Dikisahkan setelah menjadi gadis muda, Amélie memutuskan untuk keluar dari rumah dan bekerja sebagai pramusaji. Dari sinilah cerita menakjubkan Amélie dimulai. Bagaimana sebuah kotak tua berisi mainan dan sebuah foto mengubah hidup Amélie untuk selamanya. Saat menemukan kotak tua itu, Amélie memutuskan untuk mengembalikannya pada sang pemilik. Setelah pencarian yang cukup lama akhirnya Amélie menemukan sang pemilik kotak tua. Saat itulah Amélie merasakan perasaan menakjubkan apabila membantu sesama. Sejak itu Amélie membuat sebuah keputusan besar untuk selalu memberikan kebaikan pada orang lain.
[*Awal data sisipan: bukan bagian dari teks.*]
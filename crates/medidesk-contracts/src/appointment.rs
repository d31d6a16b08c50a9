//! Appointment records.

use std::{fmt, str::FromStr};

use chrono::{DateTime, NaiveDate, Utc};
use serde::{Deserialize, Serialize};

use crate::{
    error::DeskError,
    ids::{AppointmentId, DoctorId, PatientId},
    record::Record,
};

/// Lifecycle status of an appointment.
///
/// Any status may be set from any other; no transition is guarded.
#[derive(Debug, Clone, Copy, PartialEq, Eq, Hash, Serialize, Deserialize)]
#[serde(rename_all = "kebab-case")]
pub enum AppointmentStatus {
    Scheduled,
    Completed,
    Cancelled,
    NoShow,
}

impl AppointmentStatus {
    pub const ALL: [AppointmentStatus; 4] = [
        AppointmentStatus::Scheduled,
        AppointmentStatus::Completed,
        AppointmentStatus::Cancelled,
        AppointmentStatus::NoShow,
    ];

    pub fn as_str(self) -> &'static str {
        match self {
            AppointmentStatus::Scheduled => "scheduled",
            AppointmentStatus::Completed => "completed",
            AppointmentStatus::Cancelled => "cancelled",
            AppointmentStatus::NoShow => "no-show",
        }
    }
}

impl fmt::Display for AppointmentStatus {
    fn fmt(&self, f: &mut fmt::Formatter<'_>) -> fmt::Result {
        f.pad(self.as_str())
    }
}

impl FromStr for AppointmentStatus {
    type Err = DeskError;

    fn from_str(s: &str) -> Result<Self, Self::Err> {
        Self::ALL
            .into_iter()
            .find(|status| status.as_str() == s.trim().to_lowercase())
            .ok_or_else(|| DeskError::InvalidValue {
                field: "appointment status",
                value: s.to_string(),
            })
    }
}

/// A booked visit between a patient and a doctor.
#[derive(Debug, Clone, PartialEq, Serialize, Deserialize)]
#[serde(rename_all = "camelCase")]
pub struct Appointment {
    pub id: AppointmentId,
    pub patient_id: PatientId,
    pub patient_name: String,
    pub doctor_id: DoctorId,
    pub doctor_name: String,
    pub date: NaiveDate,
    /// Slot label as picked from the time-slot list, e.g. `"10:30 AM"`.
    pub time: String,
    /// Length of the visit in minutes.
    pub duration: u32,
    pub service: String,
    #[serde(default)]
    pub notes: String,
    pub status: AppointmentStatus,
    pub created_at: DateTime<Utc>,
}

impl Record for Appointment {
    const KIND: &'static str = "appointment";
    const COLLECTION: &'static str = "appointments";

    fn record_id(&self) -> &str {
        self.id.as_str()
    }
}
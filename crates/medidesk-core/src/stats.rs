//! Dashboard counters.

use chrono::{NaiveDate, NaiveTime, Timelike};
use serde::Serialize;

use medidesk_contracts::{
    appointment::Appointment,
    billing::{Bill, PaymentStatus},
    doctor::{Doctor, DoctorStatus},
    patient::Patient,
};

/// The overview cards on the dashboard.
#[derive(Debug, Clone, Copy, PartialEq, Serialize)]
pub struct DashboardStats {
    pub total_patients: usize,
    pub active_doctors: usize,
    pub total_appointments: usize,
    /// Appointments whose date equals the requested day, any status.
    pub appointments_on_day: usize,
    /// Bills still pending, partial, or overdue.
    pub outstanding_bills: usize,
    /// Sum of the totals of paid bills.
    pub total_revenue: f64,
}

impl DashboardStats {
    pub fn collect(
        patients: &[Patient],
        doctors: &[Doctor],
        appointments: &[Appointment],
        bills: &[Bill],
        day: NaiveDate,
    ) -> Self {
        Self {
            total_patients: patients.len(),
            active_doctors: doctors
                .iter()
                .filter(|d| d.status == DoctorStatus::Active)
                .count(),
            total_appointments: appointments.len(),
            appointments_on_day: appointments.iter().filter(|a| a.date == day).count(),
            outstanding_bills: bills
                .iter()
                .filter(|b| b.payment_status != PaymentStatus::Paid)
                .count(),
            total_revenue: bills_total(
                bills.iter().filter(|b| b.payment_status == PaymentStatus::Paid),
            ),
        }
    }
}

/// Sum of `total` over `bills`, as shown under the billing list.
pub fn bills_total<'a>(bills: impl IntoIterator<Item = &'a Bill>) -> f64 {
    bills.into_iter().map(|b| b.total).sum()
}

/// Appointments on `day`, any status, earliest slot first.
pub fn appointments_on(appointments: &[Appointment], day: NaiveDate) -> Vec<Appointment> {
    let mut on_day: Vec<Appointment> = appointments
        .iter()
        .filter(|a| a.date == day)
        .cloned()
        .collect();
    on_day.sort_by_key(|a| slot_minutes(&a.time));
    on_day
}

/// Minutes since midnight for a slot label such as "01:30 PM". Unparseable
/// labels sort last.
fn slot_minutes(label: &str) -> u32 {
    NaiveTime::parse_from_str(label.trim(), "%I:%M %p")
        .map(|t| t.hour() * 60 + t.minute())
        .unwrap_or(u32::MAX)
}
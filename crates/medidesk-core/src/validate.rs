//! Appointment form validation.
//!
//! The same rules back the new-appointment page and the edit dialog. All
//! failing fields are reported together so each one can show its inline
//! message.

use chrono::NaiveDate;
use tracing::debug;

use medidesk_contracts::{
    form::{AppointmentForm, FormErrors, FormField},
    ids::{DoctorId, PatientId},
};

/// Visit length used when the form leaves duration blank.
pub const DEFAULT_DURATION_MINUTES: u32 = 30;

/// Minimum patient name length, in characters.
pub const MIN_PATIENT_NAME_CHARS: usize = 2;

/// A form that passed validation: every required field is present.
#[derive(Debug, Clone, PartialEq)]
pub struct ValidAppointment {
    pub patient_name: String,
    pub patient_id: Option<PatientId>,
    pub doctor_id: DoctorId,
    pub service: String,
    pub date: NaiveDate,
    pub time: String,
    pub duration: u32,
    pub notes: String,
}

/// Check `form` and either return its validated contents or the per-field
/// errors.
pub fn validate_appointment(form: &AppointmentForm) -> Result<ValidAppointment, FormErrors> {
    let mut errors = FormErrors::default();

    if form.patient_name.chars().count() < MIN_PATIENT_NAME_CHARS {
        errors.insert(FormField::PatientName, "Patient name is required");
    }
    if form.doctor_id.is_empty() {
        errors.insert(FormField::Doctor, "Please select a doctor");
    }
    if form.service.is_empty() {
        errors.insert(FormField::Service, "Please select a service");
    }
    if form.date.is_none() {
        errors.insert(FormField::Date, "Please select a date");
    }
    if form.time.is_empty() {
        errors.insert(FormField::Time, "Please select a time");
    }

    let date = match form.date {
        Some(date) if errors.is_empty() => date,
        _ => {
            debug!(failed = errors.len(), "appointment form rejected");
            return Err(errors);
        }
    };

    Ok(ValidAppointment {
        patient_name: form.patient_name.clone(),
        patient_id: form.patient_id.clone(),
        doctor_id: form.doctor(),
        service: form.service.clone(),
        date,
        time: form.time.clone(),
        duration: form.duration.unwrap_or(DEFAULT_DURATION_MINUTES),
        notes: form.notes.clone().unwrap_or_default(),
    })
}
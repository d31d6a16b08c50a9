//! The appointment desk: the mutation handler behind the new-appointment
//! page and the edit dialog.
//!
//! Every write follows the same order:
//!
//!   Form → Validate → Resolve doctor → Build record → Repository write
//!
//! A form that fails validation never reaches the repository, so a rejected
//! submission cannot add or modify a record.

use chrono::Utc;
use tracing::{debug, info, warn};

use medidesk_contracts::{
    appointment::{Appointment, AppointmentStatus},
    error::{DeskError, DeskResult},
    form::AppointmentForm,
    ids::{AppointmentId, PatientId},
    record::Record,
};

use crate::{
    filter::{AppointmentFilter, AppointmentTab},
    reference::ReferenceData,
    traits::Repository,
    validate::{validate_appointment, ValidAppointment},
};

/// Owns the appointment repository and the reference lists used to resolve
/// form selections.
pub struct AppointmentDesk {
    repo: Box<dyn Repository<Appointment>>,
    reference: ReferenceData,
}

impl AppointmentDesk {
    pub fn new(repo: Box<dyn Repository<Appointment>>, reference: ReferenceData) -> Self {
        Self { repo, reference }
    }

    pub fn reference(&self) -> &ReferenceData {
        &self.reference
    }

    /// Every appointment, in stored order.
    pub fn all(&self) -> DeskResult<Vec<Appointment>> {
        self.repo.all()
    }

    pub fn get(&self, id: &AppointmentId) -> DeskResult<Option<Appointment>> {
        self.repo.get(id.as_str())
    }

    /// Appointments passing `filter` and then `tab`, in stored order.
    pub fn list(&self, filter: &AppointmentFilter, tab: AppointmentTab) -> DeskResult<Vec<Appointment>> {
        let mut matched = filter.retain(self.repo.all()?);
        matched.retain(|a| tab.includes(a));
        Ok(matched)
    }

    /// Creation flow: validate, resolve the doctor, stamp, and append.
    ///
    /// The new record is `scheduled` and gets a freshly generated id.
    pub fn schedule(&self, form: &AppointmentForm) -> DeskResult<Appointment> {
        let valid = validate_appointment(form).map_err(DeskError::Validation)?;
        let doctor_name = self.reference.doctor_name(&valid.doctor_id);

        let appointment = Appointment {
            id: AppointmentId::generate(),
            // Unregistered walk-ins have no patient id; the name is the reference.
            patient_id: valid.patient_id.unwrap_or_else(|| PatientId::new("")),
            patient_name: valid.patient_name,
            doctor_id: valid.doctor_id,
            doctor_name,
            date: valid.date,
            time: valid.time,
            duration: valid.duration,
            service: valid.service,
            notes: valid.notes,
            status: AppointmentStatus::Scheduled,
            created_at: Utc::now(),
        };

        self.repo.insert(appointment.clone())?;

        info!(
            appointment_id = %appointment.id,
            doctor = %appointment.doctor_name,
            date = %appointment.date,
            time = %appointment.time,
            "appointment scheduled"
        );
        Ok(appointment)
    }

    /// Edit flow: validate, then overwrite the record with the matching id.
    ///
    /// The id, patient id, status, and creation timestamp of the stored
    /// record are kept; every form-backed field is replaced.
    pub fn update(&self, id: &AppointmentId, form: &AppointmentForm) -> DeskResult<Appointment> {
        let valid = validate_appointment(form).map_err(DeskError::Validation)?;

        let existing = self.repo.get(id.as_str())?.ok_or_else(|| {
            warn!(appointment_id = %id, "edit targeted an unknown appointment");
            DeskError::NotFound {
                kind: Appointment::KIND,
                id: id.to_string(),
            }
        })?;

        let updated = self.apply_form(existing, valid);
        self.repo.replace(updated.clone())?;

        info!(
            appointment_id = %updated.id,
            doctor = %updated.doctor_name,
            date = %updated.date,
            time = %updated.time,
            "appointment updated"
        );
        Ok(updated)
    }

    /// Set any status on an appointment. No transition is refused.
    pub fn set_status(&self, id: &AppointmentId, status: AppointmentStatus) -> DeskResult<Appointment> {
        let mut appointment = self.repo.get(id.as_str())?.ok_or_else(|| DeskError::NotFound {
            kind: Appointment::KIND,
            id: id.to_string(),
        })?;

        let previous = appointment.status;
        appointment.status = status;
        self.repo.replace(appointment.clone())?;

        debug!(
            appointment_id = %id,
            from = %previous,
            to = %status,
            "appointment status changed"
        );
        Ok(appointment)
    }

    /// The cancel action from the list's row menu.
    pub fn cancel(&self, id: &AppointmentId) -> DeskResult<Appointment> {
        self.set_status(id, AppointmentStatus::Cancelled)
    }

    /// Pre-fill an edit form from a stored record.
    pub fn edit_form(appointment: &Appointment) -> AppointmentForm {
        AppointmentForm {
            patient_name: appointment.patient_name.clone(),
            patient_id: Some(appointment.patient_id.clone()),
            doctor_id: appointment.doctor_id.to_string(),
            service: appointment.service.clone(),
            date: Some(appointment.date),
            time: appointment.time.clone(),
            duration: Some(appointment.duration),
            notes: Some(appointment.notes.clone()),
        }
    }

    fn apply_form(&self, existing: Appointment, valid: ValidAppointment) -> Appointment {
        let doctor_name = self.reference.doctor_name(&valid.doctor_id);
        Appointment {
            patient_name: valid.patient_name,
            doctor_id: valid.doctor_id,
            doctor_name,
            date: valid.date,
            time: valid.time,
            duration: valid.duration,
            service: valid.service,
            notes: valid.notes,
            ..existing
        }
    }
}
Kisah Amelie semakin diramaikan dengan kehadiran Nino (Mathieus Kassovits) seorang pria yang mengalami perlakuan buruk dari temannya sewaktu kecil. Pertanyaannya adalah akankah semua kebaikan Amélie itu mengantarkan Amélie pada kebaikan untuk dirinya sendiri?
Film produksi negeri Perancis karya sutradara Jean-Pierre Jeunet dengan penulis skenerio Jeunet dan Guillaume Laurant ini bergenre komedi romantic dan rilis tahun 2001. Film ini dikemas dengan gaya penceritaan narasi, ada narator (seorang pria) yang menceritakan kehidupan si Amelie yang tumbuh berkembang menjadi pribadi unik, karena masa lalu dan latar belakang keluarganya.
Amélie merupakan gadis yang amat polos yang hanya menginginkan orang lain bahagia karena itu membuatnya bahagia. Dia selalu memberikan apapun untuk menolong orang lain tanpa menunjukan identitasnya. Dari seorang wanita yg menunggu surat dari suaminya selama 40 tahun, seorang pelukis yang selama hidupnya melukis 1 lukisan dan dilakukan berulang2, seorang penjual buah yang selalu dicaci tuannya, seorang yg setiap hari mengumpulkan foto2 yg terjatuh di fotobox, yang penasaran dengan foto seorang pria yang sebenarnya adalah seorang tukang, sampai ayahnya sendiri yang tidak berani keluar rumah.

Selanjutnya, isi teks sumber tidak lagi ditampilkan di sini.